Proposals should include a life cycle assessment of the environmental performance of the concept. This should go beyond impacts in terms of climate change. Proposals should address business models, operations and logistics, considering also the possibility of industrial symbiosis if relevant. They should also explore the socio economic and regulatory measures required to support the use of CO2 as a raw material for the production of chemicals. In order to avoid duplication of previously EU-funded projects, the development of algae-based concepts is excluded. The technology readiness levels (TRLs) covered by the projects should range from 3 to 5. Cooperation with other selected proposals under this topic is encouraged.

The Commission considers that proposals requesting an EU contribution of around EUR 7 million would allow this specific challenge to be addressed appropriately. This does not preclude the submission and selection of proposals requesting other amounts.

The use of industrially emitted or atmospheric CO2 as a raw material offers a number of opportunities for European industry. It is not only a key means of fighting climate change, but also supports the circular economy (by converting waste CO2 into products) and opens new ways of coupling environmental protection and economic growth.

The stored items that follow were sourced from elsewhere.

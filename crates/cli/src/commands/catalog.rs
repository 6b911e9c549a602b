//! Catalog listing.

use shopfront_storefront::models::Product;
use shopfront_storefront::{AppError, GatewayError};

use super::Context;

/// List products, optionally limited to one category.
///
/// # Errors
///
/// Returns an error if the category does not exist or a backend read fails.
pub async fn list(ctx: &Context, category: Option<&str>) -> Result<(), AppError> {
    let catalog = ctx.catalog();
    let products = match category {
        Some(slug) => {
            let category = catalog.category_by_slug(slug).await.map_err(|e| match e {
                GatewayError::NotFound => {
                    AppError::NotFound(format!("category '{slug}'"))
                }
                other => other.into(),
            })?;
            catalog.products_in_category(category.id).await?
        }
        None => catalog.products().await?,
    };

    if products.is_empty() {
        tracing::info!("No products found");
        return Ok(());
    }

    #[allow(clippy::print_stdout)]
    {
        for product in &products {
            println!("{}", product_line(product));
        }
    }
    Ok(())
}

fn product_line(product: &Product) -> String {
    let stock = if product.in_stock { "" } else { "  (out of stock)" };
    format!(
        "{}  {:<32}  {:>10}{stock}",
        product.id,
        product.name,
        product.display_price().display()
    )
}
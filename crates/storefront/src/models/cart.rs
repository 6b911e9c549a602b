//! Cart line types.

use chrono::{DateTime, Utc};
use rust_decimal::Decimal;
use serde::{Deserialize, Serialize};

use shopfront_core::{CartItemId, OwnerKey, ProductId};

use crate::gateway::{Record, Table};

/// One line of a shopper's cart.
#[derive(Debug, Clone, PartialEq, Eq, Serialize, Deserialize)]
pub struct CartItem {
    /// Backend-generated line ID.
    pub id: CartItemId,
    /// Shopper the line belongs to (`user_id` or `session_id` column).
    #[serde(flatten)]
    pub owner: OwnerKey,
    /// Product on this line. Read-only reference into the catalog.
    pub product_id: ProductId,
    /// Number of units, always at least 1.
    pub quantity: i32,
    /// Product price when the line was created. Never repriced.
    pub unit_price: Decimal,
    /// When the line was created.
    pub created_at: DateTime<Utc>,
}

impl CartItem {
    /// `quantity * unit_price`.
    #[must_use]
    pub fn line_total(&self) -> Decimal {
        self.unit_price * Decimal::from(self.quantity)
    }
}

impl Record for CartItem {
    const TABLE: Table = Table::CartItems;
    type Id = CartItemId;
    type Draft = NewCartItem;
}

/// Insert payload for a [`CartItem`].
#[derive(Debug, Clone, Serialize)]
pub struct NewCartItem {
    #[serde(flatten)]
    pub owner: OwnerKey,
    pub product_id: ProductId,
    pub quantity: i32,
    pub unit_price: Decimal,
}

/// Partial update for a [`CartItem`].
///
/// There is deliberately no way to change `unit_price` or `product_id`.
#[derive(Debug, Clone, Default, Serialize)]
pub struct CartItemPatch {
    #[serde(skip_serializing_if = "Option::is_none")]
    pub quantity: Option<i32>,
    /// Writes both owner columns, clearing the previous one.
    #[serde(flatten)]
    pub owner: Option<OwnerKey>,
}

impl CartItemPatch {
    /// Patch that only sets the quantity.
    #[must_use]
    pub const fn quantity(quantity: i32) -> Self {
        Self {
            quantity: Some(quantity),
            owner: None,
        }
    }

    /// Patch that only moves the line to another owner.
    #[must_use]
    pub const fn reown(owner: OwnerKey) -> Self {
        Self {
            quantity: None,
            owner: Some(owner),
        }
    }
}
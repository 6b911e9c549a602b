//! Integration tests for Shopfront.
//!
//! # Running Tests
//!
//! ```bash
//! cargo test -p shopfront-integration-tests
//! ```
//!
//! # Test Categories
//!
//! - `cart_properties` - Cart engine behaviour against the in-memory gateway
//! - `cart_adoption` - Anonymous cart handoff on sign-in
//! - `session_identity` - Durable session and sign-in state
//!
//! This crate provides the shared fixtures: a product factory and
//! [`FlakyGateway`], which wraps a real gateway to inject failures and
//! stall calls.

#![cfg_attr(not(test), forbid(unsafe_code))]

use std::sync::atomic::{AtomicBool, AtomicUsize, Ordering};

use rust_decimal::Decimal;
use serde::Serialize;
use tokio::sync::{RwLock, RwLockWriteGuard};

use shopfront_storefront::gateway::{Filter, Gateway, GatewayError, Record, Table};
use shopfront_storefront::models::{NewProduct, Product};

/// Insert a product priced at `cents` minor units.
///
/// # Panics
///
/// Panics if the insert fails.
#[allow(clippy::unwrap_used)]
pub async fn product(gateway: &impl Gateway, name: &str, cents: i64) -> Product {
    gateway
        .insert::<Product>(&NewProduct {
            name: name.to_owned(),
            slug: name.to_lowercase().replace(' ', "-"),
            description: None,
            price: Decimal::new(cents, 2),
            category_id: None,
            image_url: None,
            in_stock: true,
        })
        .await
        .unwrap()
}

/// Gateway wrapper that can fail or stall calls on demand.
#[derive(Debug, Default)]
pub struct FlakyGateway<G> {
    inner: G,
    fail_reads: AtomicBool,
    fail_writes: AtomicBool,
    fail_deletes: AtomicBool,
    gate: RwLock<()>,
    calls: AtomicUsize,
}

impl<G: Gateway> FlakyGateway<G> {
    /// Wrap `inner`; calls pass through until told otherwise.
    pub fn new(inner: G) -> Self {
        Self {
            inner,
            fail_reads: AtomicBool::new(false),
            fail_writes: AtomicBool::new(false),
            fail_deletes: AtomicBool::new(false),
            gate: RwLock::new(()),
            calls: AtomicUsize::new(0),
        }
    }

    /// The wrapped gateway, for setup and inspection that bypasses faults.
    pub const fn inner(&self) -> &G {
        &self.inner
    }

    /// Make `select` and `select_one` fail.
    pub fn fail_reads(&self, fail: bool) {
        self.fail_reads.store(fail, Ordering::SeqCst);
    }

    /// Make `insert`, `update` and `delete` fail.
    pub fn fail_writes(&self, fail: bool) {
        self.fail_writes.store(fail, Ordering::SeqCst);
    }

    /// Make only `delete` fail, leaving inserts and updates working.
    pub fn fail_deletes(&self, fail: bool) {
        self.fail_deletes.store(fail, Ordering::SeqCst);
    }

    /// Stall every call until the returned guard is dropped.
    pub async fn hold(&self) -> RwLockWriteGuard<'_, ()> {
        self.gate.write().await
    }

    /// Number of calls that reached this gateway.
    pub fn calls(&self) -> usize {
        self.calls.load(Ordering::SeqCst)
    }

    fn check(&self, flag: &AtomicBool) -> Result<(), GatewayError> {
        self.calls.fetch_add(1, Ordering::SeqCst);
        if flag.load(Ordering::SeqCst) {
            return Err(GatewayError::Database(sqlx::Error::PoolTimedOut));
        }
        Ok(())
    }
}

impl<G: Gateway> Gateway for FlakyGateway<G> {
    async fn select<R: Record>(&self, filter: &Filter) -> Result<Vec<R>, GatewayError> {
        let _gate = self.gate.read().await;
        self.check(&self.fail_reads)?;
        self.inner.select(filter).await
    }

    async fn select_one<R: Record>(&self, filter: &Filter) -> Result<R, GatewayError> {
        let _gate = self.gate.read().await;
        self.check(&self.fail_reads)?;
        self.inner.select_one(filter).await
    }

    async fn insert<R: Record>(&self, draft: &R::Draft) -> Result<R, GatewayError> {
        let _gate = self.gate.read().await;
        self.check(&self.fail_writes)?;
        self.inner.insert(draft).await
    }

    async fn update<R: Record, P: Serialize + Sync>(
        &self,
        id: R::Id,
        patch: &P,
    ) -> Result<R, GatewayError> {
        let _gate = self.gate.read().await;
        self.check(&self.fail_writes)?;
        self.inner.update::<R, P>(id, patch).await
    }

    async fn delete(&self, table: Table, filter: &Filter) -> Result<u64, GatewayError> {
        let _gate = self.gate.read().await;
        self.check(&self.fail_writes)?;
        if self.fail_deletes.load(Ordering::SeqCst) {
            return Err(GatewayError::Database(sqlx::Error::PoolTimedOut));
        }
        self.inner.delete(table, filter).await
    }
}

The industrial conversion of CO2 faces technical challenges that call for scientific progress and research support. One of the main technological bottlenecks is the low energy content of CO2, which results in highly energy-intensive conversion processes. While substantial R&D effort has been devoted to the use of CO2 as a feedstock for fuels, research organisations and their industrial counterparts are now turning the attention to the pathway to (longer-life) added-value chemicals. This is particularly the case in bio-based industries, for two main reasons:

- integrating CO2 use technologies in industrial operations using biomass could make it offer the possible to achieve zero or negative greenhouse gas emissions; and

- biotechnological processes are a promising route for the use of CO2.


Short/medium term

  • development of breakthrough technologies for the conversion of CO2 into high added-value chemicals;
  • design of an integrated process with zero or negative greenhouse gas emissions;
  • new business models and value chains in the CO2 utilisation sector;
  • definition of targets of the conversion process including energy requirements, production costs and product yields; and

long term

  • diversification of the economic base of bio-based industries.